WHAT IS EXPECTED: Please retype all the records below exactly as they read.

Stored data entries
▬▬▬

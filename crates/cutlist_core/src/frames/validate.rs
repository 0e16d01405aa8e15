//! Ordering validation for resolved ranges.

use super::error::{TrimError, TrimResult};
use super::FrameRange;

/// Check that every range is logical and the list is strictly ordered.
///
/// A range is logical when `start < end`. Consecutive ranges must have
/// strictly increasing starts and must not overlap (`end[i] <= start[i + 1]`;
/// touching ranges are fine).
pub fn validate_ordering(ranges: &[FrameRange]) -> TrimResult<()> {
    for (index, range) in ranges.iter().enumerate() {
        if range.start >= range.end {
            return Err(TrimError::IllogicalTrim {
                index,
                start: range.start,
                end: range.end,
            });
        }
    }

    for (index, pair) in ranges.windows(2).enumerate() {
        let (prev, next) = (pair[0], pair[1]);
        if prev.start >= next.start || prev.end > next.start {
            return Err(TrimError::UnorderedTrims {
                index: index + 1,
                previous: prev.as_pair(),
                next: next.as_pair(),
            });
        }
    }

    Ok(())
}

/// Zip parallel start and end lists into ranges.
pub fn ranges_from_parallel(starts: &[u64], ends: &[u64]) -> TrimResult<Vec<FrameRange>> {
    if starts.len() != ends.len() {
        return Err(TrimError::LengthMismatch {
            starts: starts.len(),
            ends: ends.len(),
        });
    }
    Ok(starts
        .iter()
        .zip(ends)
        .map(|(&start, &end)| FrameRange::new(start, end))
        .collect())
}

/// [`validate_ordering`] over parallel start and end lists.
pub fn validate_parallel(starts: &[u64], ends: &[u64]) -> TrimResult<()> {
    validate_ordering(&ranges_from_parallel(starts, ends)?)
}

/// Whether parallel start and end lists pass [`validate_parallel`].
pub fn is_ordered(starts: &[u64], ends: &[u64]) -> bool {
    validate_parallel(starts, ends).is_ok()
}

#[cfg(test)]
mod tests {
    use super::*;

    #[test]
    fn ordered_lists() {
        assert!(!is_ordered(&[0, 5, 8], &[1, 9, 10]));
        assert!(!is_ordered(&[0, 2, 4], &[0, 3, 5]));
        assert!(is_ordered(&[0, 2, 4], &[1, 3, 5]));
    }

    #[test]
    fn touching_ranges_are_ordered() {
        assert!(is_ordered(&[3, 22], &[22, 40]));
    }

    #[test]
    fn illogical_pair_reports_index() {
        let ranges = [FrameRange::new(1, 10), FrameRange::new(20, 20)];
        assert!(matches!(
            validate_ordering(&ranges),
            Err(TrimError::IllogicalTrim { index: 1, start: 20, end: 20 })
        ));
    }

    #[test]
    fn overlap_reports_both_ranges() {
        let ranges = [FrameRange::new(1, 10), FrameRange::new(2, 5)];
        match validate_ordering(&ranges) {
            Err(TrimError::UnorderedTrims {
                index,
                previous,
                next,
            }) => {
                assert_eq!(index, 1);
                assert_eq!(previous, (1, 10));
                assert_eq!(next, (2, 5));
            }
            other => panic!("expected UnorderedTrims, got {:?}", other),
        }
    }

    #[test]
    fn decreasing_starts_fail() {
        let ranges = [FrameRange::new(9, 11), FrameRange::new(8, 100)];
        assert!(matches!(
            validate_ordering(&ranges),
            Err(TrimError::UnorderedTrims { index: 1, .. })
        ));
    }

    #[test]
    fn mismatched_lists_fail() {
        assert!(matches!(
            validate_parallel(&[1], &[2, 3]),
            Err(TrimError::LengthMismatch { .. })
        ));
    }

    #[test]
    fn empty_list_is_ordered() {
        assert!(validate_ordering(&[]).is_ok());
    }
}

▬▬▬

EXERCISE ANSWER:
filename crates/cutlist_core/src/frames/validate.rs
repository 0e16d01405aa8e15
//! Ordering validation for resolved ranges.

use super::error::{TrimError, TrimResult};
use super::FrameRange;

/// Check that every range is logical and the list is strictly ordered.
///
/// A range is logical when `start < end`. Consecutive ranges must have
/// strictly increasing starts and must not overlap (`end[i] <= start[i + 1]`;
/// touching ranges are fine).
pub fn validate_ordering(ranges: &[FrameRange]) -> TrimResult<()> {
    for (index, range) in ranges.iter().enumerate() {
        if range.start >= range.end {
            return Err(TrimError::IllogicalTrim {
                index,
                start: range.start,
                end: range.end,
            });
        }
    }

    for (index, pair) in ranges.windows(2).enumerate() {
        let (prev, next) = (pair[0], pair[1]);
        if prev.start >= next.start || prev.end > next.start {
            return Err(TrimError::UnorderedTrims {
                index: index + 1,
                previous: prev.as_pair(),
                next: next.as_pair(),
            });
        }
    }

    Ok(())
}

/// Zip parallel start and end lists into ranges.
pub fn ranges_from_parallel(starts: &[u64], ends: &[u64]) -> TrimResult<Vec<FrameRange>> {
    if starts.len() != ends.len() {
        return Err(TrimError::LengthMismatch {
            starts: starts.len(),
            ends: ends.len(),
        });
    }
    Ok(starts
        .iter()
        .zip(ends)
        .map(|(&start, &end)| FrameRange::new(start, end))
        .collect())
}

/// [`validate_ordering`] over parallel start and end lists.
pub fn validate_parallel(starts: &[u64], ends: &[u64]) -> TrimResult<()> {
    validate_ordering(&ranges_from_parallel(starts, ends)?)
}

/// Whether parallel start and end lists pass [`validate_parallel`].
pub fn is_ordered(starts: &[u64], ends: &[u64]) -> bool {
    validate_parallel(starts, ends).is_ok()
}

#[cfg(test)]
mod tests {
    use super::*;

    #[test]
    fn ordered_lists() {
        assert!(!is_ordered(&[0, 5, 8], &[1, 9, 10]));
        assert!(!is_ordered(&[0, 2, 4], &[0, 3, 5]));
        assert!(is_ordered(&[0, 2, 4], &[1, 3, 5]));
    }

    #[test]
    fn touching_ranges_are_ordered() {
        assert!(is_ordered(&[3, 22], &[22, 40]));
    }

    #[test]
    fn illogical_pair_reports_index() {
        let ranges = [FrameRange::new(1, 10), FrameRange::new(20, 20)];
        assert!(matches!(
            validate_ordering(&ranges),
            Err(TrimError::IllogicalTrim { index: 1, start: 20, end: 20 })
        ));
    }

    #[test]
    fn overlap_reports_both_ranges() {
        let ranges = [FrameRange::new(1, 10), FrameRange::new(2, 5)];
        match validate_ordering(&ranges) {
            Err(TrimError::UnorderedTrims {
                index,
                previous,
                next,
            }) => {
                assert_eq!(index, 1);
                assert_eq!(previous, (1, 10));
                assert_eq!(next, (2, 5));
            }
            other => panic!("expected UnorderedTrims, got {:?}", other),
        }
    }

    #[test]
    fn decreasing_starts_fail() {
        let ranges = [FrameRange::new(9, 11), FrameRange::new(8, 100)];
        assert!(matches!(
            validate_ordering(&ranges),
            Err(TrimError::UnorderedTrims { index: 1, .. })
        ));
    }

    #[test]
    fn mismatched_lists_fail() {
        assert!(matches!(
            validate_parallel(&[1], &[2, 3]),
            Err(TrimError::LengthMismatch { .. })
        ));
    }

    #[test]
    fn empty_list_is_ordered() {
        assert!(validate_ordering(&[]).is_ok());
    }
}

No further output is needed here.